For this security project, FireEye worked with customers to determine if they had been singled out and was able to confirm in several cases that their network had been targeted. The FireEye security technology could identify the IE malware attacks.
According to a release, FireEye and its customers established that there were attempts made to exploit the IE zero-day vulnerability at multiple production sites. The technology made it possible that real-time detections were made in the FACT engine without any new rules or post-mortem analysis. With this ability, content could be secured manually.
Company officials further explained how the process happened: within the FireEye virtual machine analysis environment, dropper malware was installed and subsequently downloaded a Hydraq Trojan payload. Once this was done, Hydraq established an outbound connection to command-and-control servers and this provided the cyber criminals behind the attack full administrative access to the end system. The authorities have documented the IE zero-day exploit and made it publicly available.

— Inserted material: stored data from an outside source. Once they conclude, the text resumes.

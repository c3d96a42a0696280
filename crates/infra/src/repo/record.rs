//! Row mapping for `Dao::get` / `Dao::select`.

use std::fmt;

use sqlx::any::AnyRow;
use sqlx::{Any, Column, Decode, Row, Type};
use thiserror::Error;

/// A destination type rows are mapped into.
///
/// `COLUMNS` lists every column the type accepts. A strict DAO rejects a
/// result set carrying any column not named here; a DAO returned by
/// `unsafe_mapping` ignores extras.
pub trait Record: Sized + Send + Unpin + 'static {
    const COLUMNS: &'static [&'static str];

    fn from_row(row: &AnyRow) -> Result<Self, sqlx::Error>;

    fn check_columns(names: &[&str]) -> Result<(), ColumnMismatch> {
        match names.iter().find(|name| !Self::COLUMNS.contains(name)) {
            Some(column) => Err(ColumnMismatch::new::<Self>(column)),
            None => Ok(()),
        }
    }
}

/// A result column with no destination in the record type.
#[derive(Debug, Clone, PartialEq, Eq, Error)]
#[error("missing destination name {column} in {record}")]
pub struct ColumnMismatch {
    pub column: String,
    pub record: &'static str,
}

impl ColumnMismatch {
    pub fn new<T>(column: &str) -> Self {
        Self {
            column: column.to_string(),
            record: std::any::type_name::<T>(),
        }
    }
}

/// `get` found more than one row.
#[derive(Debug, Clone, Copy, PartialEq, Eq, Error)]
#[error("expected exactly one row, found more")]
pub struct TooManyRows;

/// Single-column result, read by position.
#[derive(Debug, Clone, Copy, PartialEq, Eq, PartialOrd, Ord, Hash)]
pub struct Scalar<T>(pub T);

impl<T> Scalar<T> {
    pub fn into_inner(self) -> T {
        self.0
    }
}

impl<T: fmt::Display> fmt::Display for Scalar<T> {
    fn fmt(&self, f: &mut fmt::Formatter<'_>) -> fmt::Result {
        self.0.fmt(f)
    }
}

impl<T> Record for Scalar<T>
where
    T: for<'r> Decode<'r, Any> + Type<Any> + Send + Unpin + 'static,
{
    const COLUMNS: &'static [&'static str] = &[];

    fn from_row(row: &AnyRow) -> Result<Self, sqlx::Error> {
        row.try_get::<T, _>(0).map(Scalar)
    }

    fn check_columns(names: &[&str]) -> Result<(), ColumnMismatch> {
        match names {
            [_] => Ok(()),
            [_, extra, ..] => Err(ColumnMismatch::new::<Self>(extra)),
            [] => Err(ColumnMismatch::new::<Self>("<none>")),
        }
    }
}

/// Column names of `row`, in result order.
pub(crate) fn column_names(row: &AnyRow) -> Vec<&str> {
    row.columns().iter().map(|column| column.name()).collect()
}

#[cfg(test)]
mod tests {
    use super::*;

    struct Note;

    impl Record for Note {
        const COLUMNS: &'static [&'static str] = &["id", "body"];

        fn from_row(_row: &AnyRow) -> Result<Self, sqlx::Error> {
            Ok(Note)
        }
    }

    #[test]
    fn subset_of_declared_columns_is_accepted() {
        assert!(Note::check_columns(&["id"]).is_ok());
        assert!(Note::check_columns(&["body", "id"]).is_ok());
    }

    #[test]
    fn undeclared_column_is_named_in_the_error() {
        let err = Note::check_columns(&["id", "created_at"]).unwrap_err();
        assert_eq!(err.column, "created_at");
        assert!(err.to_string().starts_with("missing destination name created_at in "));
    }

    #[test]
    fn scalar_needs_exactly_one_column() {
        assert!(Scalar::<i64>::check_columns(&["count"]).is_ok());
        assert_eq!(
            Scalar::<i64>::check_columns(&["a", "b"]).unwrap_err().column,
            "b"
        );
        assert!(Scalar::<i64>::check_columns(&[]).is_err());
    }
}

Marc Maiffret, chief security architect at FireEye noted that traditional network security and antivirus were widely deployed but still, ‘Operation Aurora’ was able to breach dozens of major corporate networks using sophisticated techniques.
Modern malware has made traditional security technologies obsolete and Maiffret said that FireEye’s real-time, multi-protocol content analysis within virtual machines is currently the only integrated defense that can accurately identify zero-day attacks.
“The reality is these cyber attacks are regular occurrences in today’s Internet threat landscape. However, ‘Operation Aurora’ represents a clear escalation of the use of custom, targeted malware against enterprises,” Ashar Aziz, founder and CEO of FireEye, said. “It is critical that company executives recognize the threat posed by highly sophisticated modern malware, whether you call them botnets, Trojans, worms, or viruses.”